The principle of trial by jury is that it provides for the accused in criminal cases to be tried "by their peers" - people drawn randomly from the community as a whole. For local historical reasons, Hong Kong has in effect departed from it in practice.

The principle of trial by jury is that it provides for the accused in criminal cases to be tried "by their peers" - people drawn randomly from the community as a whole. For local historical reasons, Hong Kong has in effect departed from it in practice. Jurors must have adequate language skills, which in practice is taken to mean having completed secondary education. So many accused are unlikely to feel they are being tried by people from similar backgrounds. The pool of jurors is further reduced by a wide range of exempted occupations and classes. Only some 714,000 people were on the jury list as at last September, compared with 3.47 million, or five times as many who are registered to vote in elections for the legislature and district councils.

This has prompted University of Hong Kong law professor Simon Young Ngai-man to call for the enlargement of the pool of jurors to make the system more representative of society.
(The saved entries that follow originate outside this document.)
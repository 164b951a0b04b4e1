//! Rendering of result records as text tables, JSON or CSV.

use crate::result::{MinimumVolatilityResult, OptimizationResult};
use std::fmt;
use std::fs::File;
use std::io::Write;
use std::path::Path;
use std::str::FromStr;
use thiserror::Error;

const RULE_WIDTH: usize = 48;

/// Errors that can occur while exporting a result.
#[derive(Debug, Error)]
pub enum ExportError {
    /// CSV serialization error.
    #[error("CSV serialization error: {0}")]
    Csv(#[from] csv::Error),

    /// JSON serialization error.
    #[error("JSON serialization error: {0}")]
    Json(#[from] serde_json::Error),

    /// IO error.
    #[error("IO error: {0}")]
    Io(#[from] std::io::Error),

    /// Invalid format error.
    #[error("Invalid format: {0}")]
    InvalidFormat(String),
}

/// Export format options.
#[derive(Debug, Clone, Copy, Default, PartialEq, Eq)]
pub enum ExportFormat {
    /// Human-readable table.
    #[default]
    Text,

    /// Comma-separated values, one row per ticker.
    Csv,

    /// Compact JSON.
    Json,

    /// Pretty-printed JSON.
    PrettyJson,
}

impl ExportFormat {
    /// File extension for this format.
    pub const fn extension(&self) -> &str {
        match self {
            Self::Text => "txt",
            Self::Csv => "csv",
            Self::Json | Self::PrettyJson => "json",
        }
    }
}

impl fmt::Display for ExportFormat {
    fn fmt(&self, f: &mut fmt::Formatter<'_>) -> fmt::Result {
        f.write_str(match self {
            Self::Text => "text",
            Self::Csv => "csv",
            Self::Json => "json",
            Self::PrettyJson => "pretty-json",
        })
    }
}

impl FromStr for ExportFormat {
    type Err = ExportError;

    fn from_str(s: &str) -> Result<Self, Self::Err> {
        match s.to_lowercase().as_str() {
            "text" | "table" => Ok(Self::Text),
            "csv" => Ok(Self::Csv),
            "json" => Ok(Self::Json),
            "pretty-json" | "pretty_json" | "pretty" => Ok(Self::PrettyJson),
            other => Err(ExportError::InvalidFormat(other.to_string())),
        }
    }
}

/// Trait for types that can be exported in multiple formats.
pub trait Exporter {
    /// Export to a string in the specified format.
    ///
    /// # Errors
    ///
    /// Returns an error if serialization fails.
    fn export_to_string(&self, format: ExportFormat) -> Result<String, ExportError>;

    /// Export to a file in the specified format.
    ///
    /// # Errors
    ///
    /// Returns an error if serialization or file writing fails.
    fn export_to_file(&self, path: &Path, format: ExportFormat) -> Result<(), ExportError> {
        let content = self.export_to_string(format)?;
        let mut file = File::create(path)?;
        file.write_all(content.as_bytes())?;
        Ok(())
    }
}

impl OptimizationResult {
    /// Render as a table.
    pub fn to_ascii_table(&self) -> String {
        let mut output = String::new();

        output.push_str(&format!("\nOptimal Portfolio ({})\n", self.expected_return_source));
        output.push_str(&format!("Date: {}\n", self.date));
        output.push_str(&"=".repeat(RULE_WIDTH));
        output.push('\n');
        push_weights(&mut output, self.allocations());

        output.push_str(&format!(
            "{:<20} {:>12.2}%\n",
            "Expected Return",
            self.expected_return * 100.0
        ));
        output.push_str(&format!("{:<20} {:>12.2}%\n", "Volatility", self.volatility * 100.0));
        output.push_str(&format!("{:<20} {:>13.4}\n", "Sharpe Ratio", self.sharpe_ratio));
        output.push_str(&format!(
            "{:<20} {:>12.2}%\n",
            "Min Volatility",
            self.min_volatility * 100.0
        ));
        output.push_str(&format!(
            "{:<20} {:>12.2}%\n",
            "Risk-Free Rate",
            self.risk_free_rate * 100.0
        ));
        if self.risk_ceiling_infeasible {
            output.push_str("\nRisk ceiling is below the minimum achievable volatility;\n");
            output.push_str("showing the minimum-volatility portfolio.\n");
        } else if self.risk_ceiling_active {
            output.push_str("\nRisk ceiling is active at the optimum.\n");
        }
        output
    }
}

impl MinimumVolatilityResult {
    /// Render as a table.
    pub fn to_ascii_table(&self) -> String {
        let mut output = String::new();

        output.push_str("\nMinimum Volatility Portfolio\n");
        output.push_str(&format!("Date: {}\n", self.date));
        output.push_str(&"=".repeat(RULE_WIDTH));
        output.push('\n');
        push_weights(&mut output, self.allocations());

        output.push_str(&format!(
            "{:<20} {:>12.2}%\n",
            "Min Volatility",
            self.min_volatility * 100.0
        ));
        output
    }
}

fn push_weights<'a>(output: &mut String, allocations: impl Iterator<Item = (&'a str, f64)>) {
    output.push_str(&format!("{:<20} {:>13}\n", "Ticker", "Weight"));
    output.push_str(&"-".repeat(RULE_WIDTH));
    output.push('\n');
    for (ticker, weight) in allocations {
        output.push_str(&format!("{:<20} {:>12.2}%\n", ticker, weight * 100.0));
    }
    output.push_str(&"-".repeat(RULE_WIDTH));
    output.push('\n');
}

fn weights_csv<'a>(
    allocations: impl Iterator<Item = (&'a str, f64)>,
) -> Result<String, ExportError> {
    let mut wtr = csv::Writer::from_writer(vec![]);
    wtr.write_record(["ticker", "weight"])?;
    for (ticker, weight) in allocations {
        wtr.write_record([ticker.to_string(), weight.to_string()])?;
    }
    let bytes = wtr.into_inner().map_err(|e| e.into_error())?;
    String::from_utf8(bytes).map_err(|e| ExportError::InvalidFormat(e.to_string()))
}

impl Exporter for OptimizationResult {
    fn export_to_string(&self, format: ExportFormat) -> Result<String, ExportError> {
        match format {
            ExportFormat::Text => Ok(self.to_ascii_table()),
            ExportFormat::Csv => {
                let mut output = String::new();

                output.push_str(&format!("# date: {}\n", self.date));
                output.push_str(&format!("# model: {}\n", self.expected_return_source));
                output.push_str(&format!("# expected_return: {}\n", self.expected_return));
                output.push_str(&format!("# volatility: {}\n", self.volatility));
                output.push_str(&format!("# sharpe_ratio: {}\n", self.sharpe_ratio));
                output.push_str(&format!("# min_volatility: {}\n", self.min_volatility));
                output.push_str(&format!("# risk_free_rate: {}\n", self.risk_free_rate));
                output.push_str(&format!(
                    "# risk_ceiling_infeasible: {}\n",
                    self.risk_ceiling_infeasible
                ));
                output.push_str(&format!(
                    "# risk_ceiling_active: {}\n",
                    self.risk_ceiling_active
                ));
                output.push_str(&weights_csv(self.allocations())?);
                Ok(output)
            }
            ExportFormat::Json => Ok(serde_json::to_string(self)?),
            ExportFormat::PrettyJson => Ok(serde_json::to_string_pretty(self)?),
        }
    }
}

impl Exporter for MinimumVolatilityResult {
    fn export_to_string(&self, format: ExportFormat) -> Result<String, ExportError> {
        match format {
            ExportFormat::Text => Ok(self.to_ascii_table()),
            ExportFormat::Csv => {
                let mut output = String::new();

                output.push_str(&format!("# date: {}\n", self.date));
                output.push_str(&format!("# min_volatility: {}\n", self.min_volatility));
                output.push_str(&weights_csv(self.allocations())?);
                Ok(output)
            }
            ExportFormat::Json => Ok(serde_json::to_string(self)?),
            ExportFormat::PrettyJson => Ok(serde_json::to_string_pretty(self)?),
        }
    }
}
//! Portfolio engine
//!
//! Fetches the inputs of a request from a [`MarketDataSource`], builds the
//! return model and runs the two-phase optimizer. Nothing is retried and no
//! state is kept between requests; one engine serves concurrent requests.

use crate::config::{EngineConfig, ExpectedReturnSource};
use crate::error::{PortfolioError, Result};
use crate::request::{lookback_start, validate_allocation, validate_ceiling};
use crate::result::{MinimumVolatilityResult, OptimizationResult, display_weights, round_to};
use crate::source::MarketDataSource;
use chrono::NaiveDate;
use ndarray::Array2;
use std::collections::HashMap;
use tangent_optimize::{RiskCeiling, TwoPhaseOptimizer};
use tangent_risk::{
    CapmModel, ReturnModel, ReturnModelBuilder, RiskFreeRate, performance, sharpe_ratio,
};
use tracing::{debug, info, warn};

/// Entry point for portfolio requests.
#[derive(Debug)]
pub struct PortfolioEngine<S> {
    source: S,
    config: EngineConfig,
    optimizer: TwoPhaseOptimizer,
    builder: ReturnModelBuilder,
}

impl<S: MarketDataSource> PortfolioEngine<S> {
    /// Create an engine over a data source.
    pub fn new(source: S, config: EngineConfig) -> Self {
        Self {
            source,
            optimizer: TwoPhaseOptimizer::new(config.solver.clone()),
            builder: ReturnModelBuilder::new(),
            config,
        }
    }

    /// The data source.
    pub const fn source(&self) -> &S {
        &self.source
    }

    /// The configuration.
    pub const fn config(&self) -> &EngineConfig {
        &self.config
    }

    /// Maximum-Sharpe portfolio using the configured expected-return model.
    ///
    /// # Arguments
    /// * `tickers` - Instruments, in the order results are reported
    /// * `date` - Query date; history ends the day before
    /// * `max_weight` - Per-asset cap
    /// * `ceiling` - Volatility ceiling
    pub async fn optimize_portfolio(
        &self,
        tickers: &[String],
        date: NaiveDate,
        max_weight: f64,
        ceiling: RiskCeiling,
    ) -> Result<OptimizationResult> {
        self.optimize_portfolio_with(
            tickers,
            date,
            max_weight,
            ceiling,
            self.config.expected_returns,
        )
        .await
    }

    /// Maximum-Sharpe portfolio with an explicit expected-return model.
    pub async fn optimize_portfolio_with(
        &self,
        tickers: &[String],
        date: NaiveDate,
        max_weight: f64,
        ceiling: RiskCeiling,
        expected_returns: ExpectedReturnSource,
    ) -> Result<OptimizationResult> {
        validate_allocation(tickers, max_weight)?;
        validate_ceiling(ceiling)?;
        let start = lookback_start(date, self.config.lookback_years)?;

        info!(
            tickers = tickers.len(),
            %start,
            end = %date,
            model = %expected_returns,
            "optimizing portfolio"
        );

        let (model, risk_free_rate) = match expected_returns {
            ExpectedReturnSource::Capm => {
                let benchmark = Some(self.config.benchmark.as_str());
                let (returns, risk_free_rate, betas) = futures::try_join!(
                    self.source.fetch_returns(tickers, benchmark, start, date),
                    self.risk_free_rate(),
                    self.betas(tickers),
                )?;
                let market_return = self.builder.market_return(&returns)?;
                let capm = CapmModel::new(risk_free_rate, market_return)?;
                debug!(
                    market_return,
                    risk_free_rate = risk_free_rate.value(),
                    "capm inputs"
                );
                (self.builder.capm(&returns, &capm, &betas)?, risk_free_rate)
            }
            ExpectedReturnSource::HistoricalMean => {
                let (returns, risk_free_rate) = futures::try_join!(
                    self.source.fetch_returns(tickers, None, start, date),
                    self.risk_free_rate(),
                )?;
                (self.builder.historical(&returns)?, risk_free_rate)
            }
        };

        self.optimize_model(
            &model,
            risk_free_rate,
            max_weight,
            ceiling,
            date,
            expected_returns,
        )
    }

    /// Minimum-volatility portfolio. Only prices are fetched.
    pub async fn minimum_volatility_portfolio(
        &self,
        tickers: &[String],
        date: NaiveDate,
        max_weight: f64,
    ) -> Result<MinimumVolatilityResult> {
        validate_allocation(tickers, max_weight)?;
        let start = lookback_start(date, self.config.lookback_years)?;

        info!(tickers = tickers.len(), %start, end = %date, "minimizing volatility");

        let returns = self.source.fetch_returns(tickers, None, start, date).await?;
        let covariance = self.builder.covariance(&returns)?;
        self.minimum_volatility_from_covariance(tickers, &covariance, max_weight, date)
    }

    /// Optimize an already built return model.
    ///
    /// Runs both phases and reports rounded statistics; the Sharpe ratio is
    /// computed from the rounded return and volatility so the three agree.
    pub fn optimize_model(
        &self,
        model: &ReturnModel,
        risk_free_rate: RiskFreeRate,
        max_weight: f64,
        ceiling: RiskCeiling,
        date: NaiveDate,
        expected_returns: ExpectedReturnSource,
    ) -> Result<OptimizationResult> {
        validate_allocation(model.symbols(), max_weight)?;
        validate_ceiling(ceiling)?;

        let solution = self
            .optimizer
            .optimize(model, risk_free_rate, max_weight, ceiling)?;
        let stats = performance(
            &solution.weights,
            model.expected_returns(),
            model.covariance(),
        )?;

        let decimals = self.config.decimals;
        let expected_return = round_to(stats.expected_return, decimals);
        let volatility = round_to(stats.volatility, decimals);
        let sharpe = sharpe_ratio(expected_return, volatility, risk_free_rate)?;

        Ok(OptimizationResult {
            tickers: model.symbols().to_vec(),
            weights: display_weights(&solution.weights),
            expected_return,
            volatility,
            sharpe_ratio: round_to(sharpe, decimals),
            min_volatility: round_to(solution.minimum_variance.volatility, decimals),
            date,
            risk_free_rate: risk_free_rate.value(),
            expected_return_source: expected_returns,
            risk_ceiling_infeasible: solution.fell_back(),
            risk_ceiling_active: solution.ceiling_active(),
        })
    }

    /// Minimum-volatility weights for a known covariance matrix.
    pub fn minimum_volatility_from_covariance(
        &self,
        tickers: &[String],
        covariance: &Array2<f64>,
        max_weight: f64,
        date: NaiveDate,
    ) -> Result<MinimumVolatilityResult> {
        validate_allocation(tickers, max_weight)?;
        if covariance.nrows() != tickers.len() {
            return Err(PortfolioError::InvalidRequest(format!(
                "{} tickers but a {}x{} covariance matrix",
                tickers.len(),
                covariance.nrows(),
                covariance.ncols()
            )));
        }

        let minimum = self.optimizer.minimum_variance(covariance, max_weight)?;
        Ok(MinimumVolatilityResult {
            tickers: tickers.to_vec(),
            weights: display_weights(&minimum.weights),
            min_volatility: round_to(minimum.volatility, self.config.decimals),
            date,
        })
    }

    async fn risk_free_rate(&self) -> Result<RiskFreeRate> {
        Ok(self.source.fetch_risk_free_rate().await?)
    }

    /// Betas in ticker order. A failed metadata fetch leaves every beta unknown.
    async fn betas(&self, tickers: &[String]) -> Result<Vec<Option<f64>>> {
        let metadata = match self.source.fetch_metadata(tickers).await {
            Ok(metadata) => metadata,
            Err(err) => {
                warn!(error = %err, "instrument metadata unavailable, using default betas");
                HashMap::new()
            }
        };
        Ok(tickers
            .iter()
            .map(|t| metadata.get(t).and_then(|m| m.beta))
            .collect())
    }
}

#[cfg(test)]
mod tests {
    use super::*;
    use crate::memory::InMemoryMarketData;
    use approx::assert_abs_diff_eq;
    use ndarray::array;

    fn engine() -> PortfolioEngine<InMemoryMarketData> {
        PortfolioEngine::new(InMemoryMarketData::new(), EngineConfig::default())
    }

    fn date() -> NaiveDate {
        NaiveDate::from_ymd_opt(2024, 6, 14).unwrap()
    }

    fn symbols(n: usize) -> Vec<String> {
        (0..n).map(|i| format!("A{}", i)).collect()
    }

    #[test]
    fn test_ceiling_below_minimum_returns_minimum_variance() {
        // Uncorrelated, equal variances: minimum volatility 0.26 / √3 = 0.15
        let variance = 0.0675;
        let covariance = Array2::from_diag(&array![variance, variance, variance]);
        let model = ReturnModel::new(symbols(3), array![0.08, 0.10, 0.12], covariance).unwrap();

        let result = engine()
            .optimize_model(
                &model,
                RiskFreeRate::from_fraction(0.03).unwrap(),
                1.0,
                RiskCeiling::AtMost(0.10),
                date(),
                ExpectedReturnSource::Capm,
            )
            .unwrap();

        assert!(result.risk_ceiling_infeasible);
        assert!(!result.risk_ceiling_active);
        assert_abs_diff_eq!(result.volatility, 0.15, epsilon = 1e-5);
        assert_eq!(result.volatility, result.min_volatility);
        for w in &result.weights {
            assert_abs_diff_eq!(*w, 1.0 / 3.0, epsilon = 1e-5);
        }
    }

    #[test]
    fn test_sharpe_matches_reported_figures() {
        let covariance = array![[0.04, 0.006], [0.006, 0.09]];
        let model = ReturnModel::new(symbols(2), array![0.07, 0.12], covariance).unwrap();
        let rf = RiskFreeRate::from_fraction(0.03).unwrap();

        let result = engine()
            .optimize_model(
                &model,
                rf,
                1.0,
                RiskCeiling::Unbounded,
                date(),
                ExpectedReturnSource::HistoricalMean,
            )
            .unwrap();

        let implied = (result.expected_return - result.risk_free_rate) / result.volatility;
        assert!((result.sharpe_ratio - implied).abs() < 1e-6);
        assert!(!result.risk_ceiling_infeasible);
        assert!(!result.risk_ceiling_active);
        assert_abs_diff_eq!(result.weights.iter().sum::<f64>(), 1.0, epsilon = 1e-6);
    }

    #[test]
    fn test_reachable_ceiling_is_reported_active() {
        // Unconstrained tangency (5/7, 2/7) has volatility near 0.146
        let covariance = array![[0.04, 0.0], [0.0, 0.01]];
        let model = ReturnModel::new(symbols(2), array![0.20, 0.02], covariance).unwrap();

        let result = engine()
            .optimize_model(
                &model,
                RiskFreeRate::from_fraction(0.0).unwrap(),
                1.0,
                RiskCeiling::AtMost(0.12),
                date(),
                ExpectedReturnSource::HistoricalMean,
            )
            .unwrap();

        assert!(result.risk_ceiling_active);
        assert!(!result.risk_ceiling_infeasible);
        assert_abs_diff_eq!(result.volatility, 0.12, epsilon = 1e-5);
        assert!(result.min_volatility < result.volatility);
    }

    #[test]
    fn test_minimum_volatility_from_covariance_checks_shape() {
        let err = engine()
            .minimum_volatility_from_covariance(
                &symbols(3),
                &Array2::from_diag(&array![0.04, 0.09]),
                1.0,
                date(),
            )
            .unwrap_err();
        assert_eq!(err.kind(), "invalid_request");
    }

    #[test]
    fn test_zero_ceiling_is_rejected() {
        let model = ReturnModel::new(symbols(1), array![0.08], array![[0.04]]).unwrap();
        let err = engine()
            .optimize_model(
                &model,
                RiskFreeRate::ZERO,
                1.0,
                RiskCeiling::AtMost(0.0),
                date(),
                ExpectedReturnSource::Capm,
            )
            .unwrap_err();
        assert_eq!(err.kind(), "invalid_request");
    }
}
Hopefully, his comments will spur some action on a report from the Law Reform Commission four years ago on the need to widen the jury pool. The LRC and Young agree on raising the upper age limit for jury service from 65 to 70. But Young disagrees with the LRC's opposition to reducing the educational qualification, as linguistic competence might no longer be reflected by education and, in any case, an increasing number of trials are being conducted in Chinese. Certainly, as higher education standards become more uniform, they open the way to make more people eligible for juries.

Young said a more flexible jury pool could ease the difficulty in recruiting jurors for trials that drag on for a long time. The LRC proposed removing some exemptions, including those for students, clergy and pharmacists. Pruning the list of exemptions would be a step in the right direction. Some are warranted on the grounds of sensitive or essential occupations, but others should not be granted lightly. After all, those exempted or who seek to be excused would not lightly give up their own right to trial by jury.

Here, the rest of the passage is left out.